## [PROBLEM STATEMENT]
Your answer should be the exact lines of the data below from the one containing "fn read_record(&mut self, dest: &mut" through the one containing "let payload_words = usize::from((byte_count"; please include nothing else.

## [LISTED RECORDS]
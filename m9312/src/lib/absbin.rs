//! PDP-11 absolute binary ("absolute loader") format.
//!
//! Each record ("frame") is:
//!
//! ```text
//! 001 000            sync, i.e. little-endian 0x0001
//! count_lo count_hi  bytes in the frame excluding the checksum, so >= 6
//! addr_lo addr_hi    load address, or transfer address if count == 6
//! data...            count - 6 bytes of little-endian words
//! checksum           makes the sum of every byte in the frame 0
//! ```
//!
//! Anything between frames (usually NUL leader and trailer) is skipped.

use log::{trace, debug, info};
use std::io::Write;
use m9312_utils::octprint::pretty_print_octal_words;
use m9312_utils::read_le::ReadLE;
use m9312_utils::write_le::WriteLE;

use crate::data::Padding;
use crate::error::{ErrorKind, PromError, PromResult};

/// Longest data payload written by `write`.
pub const DATA_BYTES_PER_RECORD: usize = 32;

const SYNC: u16 = 0x0001;
/// Sync, byte count and address.
const HEADER_BYTES: u16 = 6;

/// What was learned from reading an absolute binary stream.
#[derive(Debug, Clone, Copy, PartialEq, Eq)]
pub struct AbsLoad {
    /// Address of the first record, which the destination is indexed from.
    pub origin: u16,
    /// Start address from the end record.
    pub transfer: u16,
    /// Number of words stored into the destination.
    pub words: usize,
}

/// Read an absolute binary stream into `dest`, which is indexed from the
/// first record's load address.
pub fn read<S: ReadLE>(source: S, dest: &mut [u16]) -> PromResult<AbsLoad> {
    Reader::new(source).run(dest)
}

#[derive(Debug)]
struct Reader<S> {
    source: S,
    checksum: u8,
    bytes_read: usize,
}

impl<S: ReadLE> Reader<S> {
    fn new(source: S) -> Self {
        Self {
            source,
            checksum: 0,
            bytes_read: 0,
        }
    }

    fn run(&mut self, dest: &mut [u16]) -> PromResult<AbsLoad> {
        let mut origin = None;
        let mut words = 0;
        loop {
            let start = self.sync()
                .map_err(|e| e.context("Absolute binary ended before the end record"))?;
            let transfer = self.read_record(dest, &mut origin, &mut words)
                .map_err(|e| e.context(format!("Absolute binary record at byte {}", start)))?;
            if let Some(transfer) = transfer {
                // The end record sets the origin if it was the only record.
                let origin = origin.unwrap_or(transfer);
                info!("Loaded {} words from {:06o}; transfer address {:06o}.",
                      words, origin, transfer);
                trace!("Loaded image:\n{}", pretty_print_octal_words(dest, origin));
                return Ok(AbsLoad {
                    origin,
                    transfer,
                    words,
                });
            }
        }
    }

    /// Skip to just past the next sync pattern, returning the offset of the
    /// record it starts.
    fn sync(&mut self) -> PromResult<usize> {
        let skipped_from = self.bytes_read;
        let mut window: u16 = 0;
        while window != SYNC {
            let byte = self.read_u8()?;
            window = (window >> 8) | (u16::from(byte) << 8);
        }
        let start = self.bytes_read - 2;
        if start > skipped_from {
            trace!("Skipped {} bytes before record at byte {}.", start - skipped_from, start);
        }
        // The sync bytes count towards the checksum.
        self.checksum = 0;
        for byte in SYNC.to_le_bytes() {
            self.add_to_checksum(byte);
        }
        Ok(start)
    }

    /// Read the rest of a record after its sync. Returns the transfer address
    /// if this was the end record.
    fn read_record(&mut self, dest: &mut [u16], origin: &mut Option<u16>,
                   words: &mut usize) -> PromResult<Option<u16>> {
        let byte_count = self.read_u16()?;
        assert_or_error!(byte_count >= HEADER_BYTES && byte_count % 2 == 0,
            ErrorKind::RecordSize,
            format!("Invalid byte count {}: must be even and at least {}.",
                    byte_count, HEADER_BYTES));
        let address = self.read_u16()?;
        let base = *origin.get_or_insert(address);

        let payload_words = usize::from((byte_count - HEADER_BYTES) / 2);
        if payload_words > 0 {
            debug!("Data record: {} words at {:06o}.", payload_words, address);
        }
        let mut load_address = address;
        for _ in 0..payload_words {
            let word = self.read_u16()?;
            let offset = load_address.checked_sub(base).ok_or_else(|| PromError::new(
                ErrorKind::Bounds,
                format!("Load address {:06o} is below the origin {:06o}.",
                        load_address, base)))?;
            let index = usize::from(offset / 2);
            assert_or_error!(index < dest.len(), ErrorKind::Bounds,
                format!("Load address {:06o} is past the end of the {}-word image at {:06o}.",
                        load_address, dest.len(), base));
            dest[index] = word;
            *words += 1;
            load_address = load_address.wrapping_add(2);
        }

        let sum_before = self.checksum;
        let declared = self.read_u8()?;
        self.add_to_checksum(declared);
        assert_or_error!(self.checksum == 0, ErrorKind::Checksum,
            format!("Checksum mismatch: record has {:03o}, contents give {:03o}.",
                    declared, sum_before.wrapping_neg()));

        if payload_words == 0 {
            debug!("End record: transfer address {:06o}.", address);
            Ok(Some(address))
        } else {
            Ok(None)
        }
    }

    fn add_to_checksum(&mut self, byte: u8) {
        self.checksum = self.checksum.wrapping_add(byte);
    }

    fn read_u8(&mut self) -> PromResult<u8> {
        let val = self.source.read_u8()?;
        self.bytes_read += 1;
        Ok(val)
    }

    fn read_u16(&mut self) -> PromResult<u16> {
        let val = self.source.read_le_u16()?;
        self.bytes_read += 2;
        for byte in val.to_le_bytes() {
            self.add_to_checksum(byte);
        }
        Ok(val)
    }
}

/// Write `words` as data records loading from `origin`, then an end record
/// carrying `transfer`.
pub fn write<W: WriteLE>(out: W, origin: u16, transfer: u16, words: &[u16],
                         padding: &Padding) -> PromResult<()> {
    let mut writer = Writer {
        out,
        checksum: 0,
    };

    writer.out.write_nulls(padding.leader)?;
    let mut address = origin;
    let mut records = 0;
    for chunk in words.chunks(DATA_BYTES_PER_RECORD / 2) {
        writer.write_record(address, chunk)?;
        writer.out.write_nulls(padding.interrecord)?;
        address = address.wrapping_add(2 * chunk.len() as u16);
        records += 1;
    }
    writer.write_record(transfer, &[])?;
    writer.out.write_nulls(padding.trailer)?;
    writer.out.flush()?;

    info!("Wrote {} data records from {:06o}; transfer address {:06o}.",
          records, origin, transfer);
    Ok(())
}

struct Writer<W> {
    out: W,
    checksum: u8,
}

impl<W: WriteLE> Writer<W> {
    fn write_record(&mut self, address: u16, payload: &[u16]) -> PromResult<()> {
        self.checksum = 0;
        self.write_u16(SYNC)?;
        self.write_u16(HEADER_BYTES + 2 * payload.len() as u16)?;
        self.write_u16(address)?;
        for &word in payload {
            self.write_u16(word)?;
        }
        self.out.write_u8(self.checksum.wrapping_neg())?;
        trace!("Record of {} words at {:06o}.", payload.len(), address);
        Ok(())
    }

    fn write_u16(&mut self, val: u16) -> PromResult<()> {
        for byte in val.to_le_bytes() {
            self.checksum = self.checksum.wrapping_add(byte);
        }
        self.out.write_le_u16(val).map_err(Into::into)
    }
}

#[cfg(test)]
mod tests {
    use super::*;
    use crate::tests::init;

    /// Build one frame with a correct checksum.
    fn frame(address: u16, payload: &[u16]) -> Vec<u8> {
        let mut out = Vec::new();
        Writer { out: &mut out, checksum: 0 }.write_record(address, payload).unwrap();
        out
    }

    #[test]
    fn test_frame_layout() {
        init();
        assert_eq!(frame(0o1000, &[0x1234]),
                   vec![0x01, 0x00, 0x08, 0x00, 0x00, 0x02, 0x34, 0x12, 0xAF]);
        assert_eq!(frame(0o173000, &[]),
                   vec![0x01, 0x00, 0x06, 0x00, 0x00, 0xF6, 0x03]);
    }

    #[test]
    fn test_two_words() {
        init();
        let mut input = vec![0, 0, 0];
        input.extend(frame(0, &[0x1234, 0x5678]));
        input.extend(frame(0o1000, &[]));
        let mut dest = [0; 2];
        let load = read(input.as_slice(), &mut dest).unwrap();
        assert_eq!(dest, [0x1234, 0x5678]);
        assert_eq!(load, AbsLoad { origin: 0, transfer: 0o1000, words: 2 });
    }

    #[test]
    fn test_resync_past_junk() {
        init();
        let mut input = vec![0xFF, 0x00, 0x37];
        input.extend(frame(0o1000, &[0x1234]));
        input.extend([0xFF, 0x01, 0x37]);
        input.extend(frame(0o1002, &[0x5678]));
        input.extend([0x01, 0xFF, 0x00]);
        input.extend(frame(0o1000, &[]));
        let mut dest = [0; 2];
        let load = read(input.as_slice(), &mut dest).unwrap();
        assert_eq!(dest, [0x1234, 0x5678]);
        assert_eq!(load, AbsLoad { origin: 0o1000, transfer: 0o1000, words: 2 });
    }

    #[test]
    fn test_offsets_from_first_record() {
        init();
        let mut input = frame(0o173000, &[1, 2]);
        input.extend(frame(0o173010, &[5]));
        input.extend(frame(0o173004, &[3, 4]));
        input.extend(frame(0o173000, &[]));
        let mut dest = [0; 6];
        let load = read(input.as_slice(), &mut dest).unwrap();
        assert_eq!(dest, [1, 2, 3, 4, 5, 0]);
        assert_eq!(load.origin, 0o173000);
    }

    #[test]
    fn test_stops_after_end_record() {
        init();
        let mut input = frame(0, &[7]);
        input.extend(frame(0, &[]));
        input.extend(frame(0, &[8]));
        let mut dest = [0; 1];
        read(input.as_slice(), &mut dest).unwrap();
        assert_eq!(dest, [7]);
    }

    #[test]
    fn test_missing_end_record() {
        init();
        let input = frame(0, &[7]);
        let err = read(input.as_slice(), &mut [0; 1]).unwrap_err();
        assert_eq!(err.kind(), ErrorKind::Stream);
    }

    #[test]
    fn test_truncated_record() {
        init();
        let mut input = frame(0, &[7, 8]);
        input.truncate(input.len() - 2);
        let err = read(input.as_slice(), &mut [0; 2]).unwrap_err();
        assert_eq!(err.kind(), ErrorKind::Stream);
        assert!(err.message().starts_with("Absolute binary record at byte 0:"));
    }

    #[test]
    fn test_bad_byte_counts() {
        init();
        for count in [0u16, 4, 5, 7, 9] {
            let mut input = vec![0x01, 0x00];
            input.extend(count.to_le_bytes());
            input.extend([0; 8]);
            let err = read(input.as_slice(), &mut [0; 4]).unwrap_err();
            assert_eq!(err.kind(), ErrorKind::RecordSize, "count {}", count);
        }
    }

    #[test]
    fn test_below_origin() {
        init();
        let mut input = frame(0o1000, &[1]);
        input.extend(frame(0o776, &[2]));
        input.extend(frame(0, &[]));
        let err = read(input.as_slice(), &mut [0; 4]).unwrap_err();
        assert_eq!(err.kind(), ErrorKind::Bounds);
        assert!(err.message().starts_with("Absolute binary record at byte 9:"));
    }

    #[test]
    fn test_past_end() {
        init();
        let mut input = frame(0, &[1, 2, 3]);
        input.extend(frame(0, &[]));
        let err = read(input.as_slice(), &mut [0; 2]).unwrap_err();
        assert_eq!(err.kind(), ErrorKind::Bounds);
    }

    /// Flipping any bit after the sync is caught.
    #[test]
    fn test_single_bit_corruption() {
        init();
        let good = frame(0o173000, &[0o012700, 0o177560]);
        for i in 2..good.len() - 1 {
            for bit in 0..8 {
                let mut input = good.clone();
                input[i] ^= 1 << bit;
                input.extend(frame(0, &[]));
                let err = read(input.as_slice(), &mut [0; 64]).unwrap_err();
                // A corrupt byte count may be rejected or misframe the record.
                if i < 4 {
                    assert!(matches!(err.kind(), ErrorKind::RecordSize
                                                 | ErrorKind::Checksum
                                                 | ErrorKind::Bounds
                                                 | ErrorKind::Stream),
                            "byte {} bit {}: {:?}", i, bit, err);
                } else {
                    assert_eq!(err.kind(), ErrorKind::Checksum,
                               "byte {} bit {}: {:?}", i, bit, err);
                }
            }
        }
    }

    #[test]
    fn test_write_layout() {
        init();
        let words: Vec<u16> = (0..20).collect();
        let mut out = Vec::new();
        write(&mut out, 0o173000, 0o173000, &words, &Padding::default()).unwrap();
        // Two data records of 16 and 4 words, then the end record.
        assert_eq!(out.len(), (7 + 32) + (7 + 8) + 7);
        assert_eq!(&out[..6], &[0x01, 0x00, 0x26, 0x00, 0x00, 0xF6]);
        assert_eq!(&out[39..45], &[0x01, 0x00, 0x0E, 0x00, 0x20, 0xF6]);
        assert_eq!(&out[54..], &frame(0o173000, &[])[..]);
    }

    #[test]
    fn test_write_padding() {
        init();
        let padding = Padding { leader: 3, interrecord: 2, trailer: 4 };
        let mut out = Vec::new();
        write(&mut out, 0, 0o200, &[0o777], &padding).unwrap();
        let mut expected = vec![0; 3];
        expected.extend(frame(0, &[0o777]));
        expected.extend([0; 2]);
        expected.extend(frame(0o200, &[]));
        expected.extend([0; 4]);
        assert_eq!(out, expected);
    }

    #[test]
    fn test_write_read_round_trip() {
        init();
        let words: Vec<u16> = (0..64u16).map(|i| i.wrapping_mul(0x3D27) ^ 0o104400).collect();
        let padding = Padding { leader: 16, interrecord: 1, trailer: 16 };
        let mut out = Vec::new();
        write(&mut out, 0o173000, 0o173024, &words, &padding).unwrap();
        let mut dest = [0; 64];
        let load = read(out.as_slice(), &mut dest).unwrap();
        assert_eq!(&dest[..], &words[..]);
        assert_eq!(load, AbsLoad { origin: 0o173000, transfer: 0o173024, words: 64 });
    }
}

## [RESULT FOR THIS TASK]
    fn read_record(&mut self, dest: &mut [u16], origin: &mut Option<u16>,
                   words: &mut usize) -> PromResult<Option<u16>> {
        let byte_count = self.read_u16()?;
        assert_or_error!(byte_count >= HEADER_BYTES && byte_count % 2 == 0,
            ErrorKind::RecordSize,
            format!("Invalid byte count {}: must be even and at least {}.",
                    byte_count, HEADER_BYTES));
        let address = self.read_u16()?;
        let base = *origin.get_or_insert(address);

        let payload_words = usize::from((byte_count - HEADER_BYTES) / 2);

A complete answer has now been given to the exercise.